- EXCERPTED RECORDS:
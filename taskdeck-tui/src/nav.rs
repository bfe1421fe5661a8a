//! Page navigation — fixed page set, active-page marking, collapsible quick menu.
//!
//! The navigator owns only its local menu state. The current page lives on the
//! host; the navigator reads it and surfaces [`NavAction::Navigate`] requests
//! for the host to apply.

use crossterm::event::{KeyCode, KeyEvent, KeyModifiers};
use serde::{Deserialize, Serialize};

pub const PAGE_COUNT: usize = 4;

/// The application's fixed set of top-level pages.
#[derive(Debug, Clone, Copy, PartialEq, Eq, Serialize, Deserialize)]
pub enum Page {
    Dashboard,
    Timeline,
    Table,
    Drafting,
}

impl Page {
    pub fn all() -> [Page; PAGE_COUNT] {
        [Page::Dashboard, Page::Timeline, Page::Table, Page::Drafting]
    }

    pub fn index(self) -> usize {
        match self {
            Page::Dashboard => 0,
            Page::Timeline => 1,
            Page::Table => 2,
            Page::Drafting => 3,
        }
    }

    pub fn from_index(i: usize) -> Option<Self> {
        match i {
            0 => Some(Page::Dashboard),
            1 => Some(Page::Timeline),
            2 => Some(Page::Table),
            3 => Some(Page::Drafting),
            _ => None,
        }
    }

    pub fn label(self) -> &'static str {
        match self {
            Page::Dashboard => "Dashboard",
            Page::Timeline => "Timeline",
            Page::Table => "Table",
            Page::Drafting => "Drafting",
        }
    }

    pub fn next(self) -> Page {
        Page::from_index((self.index() + 1) % PAGE_COUNT).unwrap()
    }

    pub fn prev(self) -> Page {
        Page::from_index((self.index() + PAGE_COUNT - 1) % PAGE_COUNT).unwrap()
    }
}

/// Outcome of a key the navigator handled.
#[derive(Debug, Clone, Copy, PartialEq, Eq)]
pub enum NavAction {
    /// The host should switch to this page. Emitted even when the target
    /// equals the current page.
    Navigate(Page),
    /// The quick menu changed (toggle or cursor move); nothing for the host.
    MenuUpdated,
}

/// Navigation entries in display order, with the active flag. Exactly one
/// entry is active: the one equal to `current`.
pub fn entries(current: Page) -> impl Iterator<Item = (Page, bool)> {
    Page::all().into_iter().map(move |p| (p, p == current))
}

/// Top-navigation state: a single collapsed/expanded flag plus the quick
/// menu's cursor. Fresh instances start collapsed.
#[derive(Debug, Default)]
pub struct PageNavigator {
    menu_expanded: bool,
    menu_cursor: usize,
}

impl PageNavigator {
    pub fn new() -> Self {
        Self::default()
    }

    pub fn menu_expanded(&self) -> bool {
        self.menu_expanded
    }

    pub fn menu_cursor(&self) -> usize {
        self.menu_cursor
    }

    /// Flip between collapsed and expanded. The only transition the menu
    /// flag has; never navigates.
    pub fn toggle_menu(&mut self) {
        self.menu_expanded = !self.menu_expanded;
    }

    /// Handle a key. Yields at most one action per key press:
    /// - `1`–`4` select a page directly
    /// - `Tab` / `Shift+Tab` cycle pages
    /// - `m` toggles the quick menu (local effect only)
    /// - with the menu expanded, `j`/`k` move its cursor and `Enter` selects
    ///   the cursor entry without collapsing the menu
    ///
    /// Keys the navigator does not recognize return `None` for the host to
    /// dispatch elsewhere.
    pub fn handle_key(&mut self, key: KeyEvent, current: Page) -> Option<NavAction> {
        match key.code {
            KeyCode::Char('m') => {
                self.toggle_menu();
                Some(NavAction::MenuUpdated)
            }
            KeyCode::Char(c @ '1'..='4') => {
                let idx = c as usize - '1' as usize;
                Page::from_index(idx).map(NavAction::Navigate)
            }
            KeyCode::Tab => {
                if key.modifiers.contains(KeyModifiers::SHIFT) {
                    Some(NavAction::Navigate(current.prev()))
                } else {
                    Some(NavAction::Navigate(current.next()))
                }
            }
            KeyCode::BackTab => Some(NavAction::Navigate(current.prev())),
            KeyCode::Char('j') | KeyCode::Down if self.menu_expanded => {
                if self.menu_cursor + 1 < PAGE_COUNT {
                    self.menu_cursor += 1;
                }
                Some(NavAction::MenuUpdated)
            }
            KeyCode::Char('k') | KeyCode::Up if self.menu_expanded => {
                self.menu_cursor = self.menu_cursor.saturating_sub(1);
                Some(NavAction::MenuUpdated)
            }
            KeyCode::Enter if self.menu_expanded => {
                Page::from_index(self.menu_cursor).map(NavAction::Navigate)
            }
            _ => None,
        }
    }
}

#[cfg(test)]
mod tests {
    use super::*;
    use proptest::prelude::*;

    fn key(code: KeyCode) -> KeyEvent {
        KeyEvent::from(code)
    }

    #[test]
    fn page_cycle() {
        assert_eq!(Page::Dashboard.next(), Page::Timeline);
        assert_eq!(Page::Drafting.next(), Page::Dashboard);
        assert_eq!(Page::Dashboard.prev(), Page::Drafting);
        assert_eq!(Page::Timeline.prev(), Page::Dashboard);
    }

    #[test]
    fn page_from_index() {
        for i in 0..PAGE_COUNT {
            let p = Page::from_index(i).unwrap();
            assert_eq!(p.index(), i);
        }
        assert!(Page::from_index(PAGE_COUNT).is_none());
    }

    #[test]
    fn exactly_one_entry_active() {
        for current in Page::all() {
            let active: Vec<Page> = entries(current)
                .filter(|(_, is_active)| *is_active)
                .map(|(p, _)| p)
                .collect();
            assert_eq!(active, vec![current]);
        }
    }

    #[test]
    fn digit_keys_navigate() {
        let mut nav = PageNavigator::new();
        assert_eq!(
            nav.handle_key(key(KeyCode::Char('3')), Page::Dashboard),
            Some(NavAction::Navigate(Page::Table))
        );
    }

    #[test]
    fn renavigating_current_page_is_not_suppressed() {
        let mut nav = PageNavigator::new();
        assert_eq!(
            nav.handle_key(key(KeyCode::Char('1')), Page::Dashboard),
            Some(NavAction::Navigate(Page::Dashboard))
        );
    }

    #[test]
    fn tab_cycles_from_current() {
        let mut nav = PageNavigator::new();
        assert_eq!(
            nav.handle_key(key(KeyCode::Tab), Page::Table),
            Some(NavAction::Navigate(Page::Drafting))
        );
        assert_eq!(
            nav.handle_key(key(KeyCode::BackTab), Page::Table),
            Some(NavAction::Navigate(Page::Timeline))
        );
    }

    #[test]
    fn toggle_never_navigates() {
        let mut nav = PageNavigator::new();
        assert_eq!(
            nav.handle_key(key(KeyCode::Char('m')), Page::Dashboard),
            Some(NavAction::MenuUpdated)
        );
        assert!(nav.menu_expanded());
    }

    #[test]
    fn menu_keys_ignored_while_collapsed() {
        let mut nav = PageNavigator::new();
        assert_eq!(nav.handle_key(key(KeyCode::Char('j')), Page::Dashboard), None);
        assert_eq!(nav.handle_key(key(KeyCode::Enter), Page::Dashboard), None);
    }

    #[test]
    fn menu_selection_keeps_menu_expanded() {
        let mut nav = PageNavigator::new();
        nav.toggle_menu();
        nav.handle_key(key(KeyCode::Char('j')), Page::Dashboard);
        let action = nav.handle_key(key(KeyCode::Enter), Page::Dashboard);
        assert_eq!(action, Some(NavAction::Navigate(Page::Timeline)));
        assert!(nav.menu_expanded());
    }

    #[test]
    fn menu_cursor_clamps_at_both_ends() {
        let mut nav = PageNavigator::new();
        nav.toggle_menu();
        nav.handle_key(key(KeyCode::Char('k')), Page::Dashboard);
        assert_eq!(nav.menu_cursor(), 0);
        for _ in 0..10 {
            nav.handle_key(key(KeyCode::Char('j')), Page::Dashboard);
        }
        assert_eq!(nav.menu_cursor(), PAGE_COUNT - 1);
    }

    proptest! {
        #[test]
        fn toggle_parity(n in 0usize..64) {
            let mut nav = PageNavigator::new();
            for _ in 0..n {
                nav.toggle_menu();
            }
            prop_assert_eq!(nav.menu_expanded(), n % 2 == 1);
        }
    }
}
//! Page 3 — Table: assessment roster with cursor; Enter opens verification.

use ratatui::layout::Rect;
use ratatui::style::Modifier;
use ratatui::text::{Line, Span};
use ratatui::widgets::Paragraph;
use ratatui::Frame;

use crate::app::AppState;
use crate::theme;

pub fn render(f: &mut Frame, area: Rect, app: &AppState) {
    let records = &app.data.records;
    let mut lines: Vec<Line> = Vec::new();

    lines.push(Line::from(vec![
        Span::styled(format!("{} members ", records.len()), theme::accent()),
        Span::styled(" [j/k]move [Enter]verify", theme::muted()),
    ]));
    lines.push(Line::from(""));

    if records.is_empty() {
        lines.push(Line::from(Span::styled(
            "No assessment records.",
            theme::muted(),
        )));
        f.render_widget(Paragraph::new(lines), area);
        return;
    }

    // Column headers
    lines.push(Line::from(Span::styled(
        format!(
            "{:>7}  {:<18} {:<20} {:<9} {:>3} {:>6}  {:<8}",
            "ID", "Name", "Role", "Region", "Yrs", "Score", "Status"
        ),
        theme::accent_bold(),
    )));

    // Visible rows, keeping the cursor on screen.
    let visible_height = area.height.saturating_sub(3) as usize;
    let start = if visible_height > 0 && app.table.cursor >= visible_height {
        app.table.cursor + 1 - visible_height
    } else {
        0
    };
    let end = (start + visible_height.max(1)).min(records.len());

    for (i, record) in records.iter().enumerate().take(end).skip(start) {
        let is_cursor = i == app.table.cursor;

        let style = if is_cursor {
            theme::accent().add_modifier(Modifier::REVERSED)
        } else {
            theme::muted()
        };
        let score_style = if is_cursor {
            style
        } else {
            theme::score_style(record.score)
        };
        let status_style = if is_cursor {
            style
        } else {
            theme::verified_style(record.verified)
        };

        lines.push(Line::from(vec![
            Span::styled(format!("{:>7}  ", record.member_id), style),
            Span::styled(format!("{:<18} ", truncate(&record.name, 18)), style),
            Span::styled(format!("{:<20} ", truncate(&record.role, 20)), style),
            Span::styled(format!("{:<9} ", truncate(&record.region, 9)), style),
            Span::styled(format!("{:>3} ", record.years_experience), style),
            Span::styled(format!("{:>6.1}  ", record.score), score_style),
            Span::styled(format!("{:<8}", record.status_label()), status_style),
        ]));
    }

    f.render_widget(Paragraph::new(lines), area);
}

fn truncate(s: &str, max: usize) -> String {
    if s.chars().count() <= max {
        s.to_string()
    } else {
        let cut: String = s.chars().take(max.saturating_sub(1)).collect();
        format!("{cut}.")
    }
}

#[cfg(test)]
mod tests {
    use super::*;

    #[test]
    fn truncate_leaves_short_strings_alone() {
        assert_eq!(truncate("Jane", 18), "Jane");
    }

    #[test]
    fn truncate_marks_long_strings() {
        assert_eq!(truncate("abcdefgh", 5), "abcd.");
    }
}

- EXERCISE:
If a line of the listing above contains "bool", pick it out and copy it.

- WRITTEN SOLUTION:
pub fn entries(current: Page) -> impl Iterator<Item = (Page, bool)> {
    menu_expanded: bool,
    pub fn menu_expanded(&self) -> bool {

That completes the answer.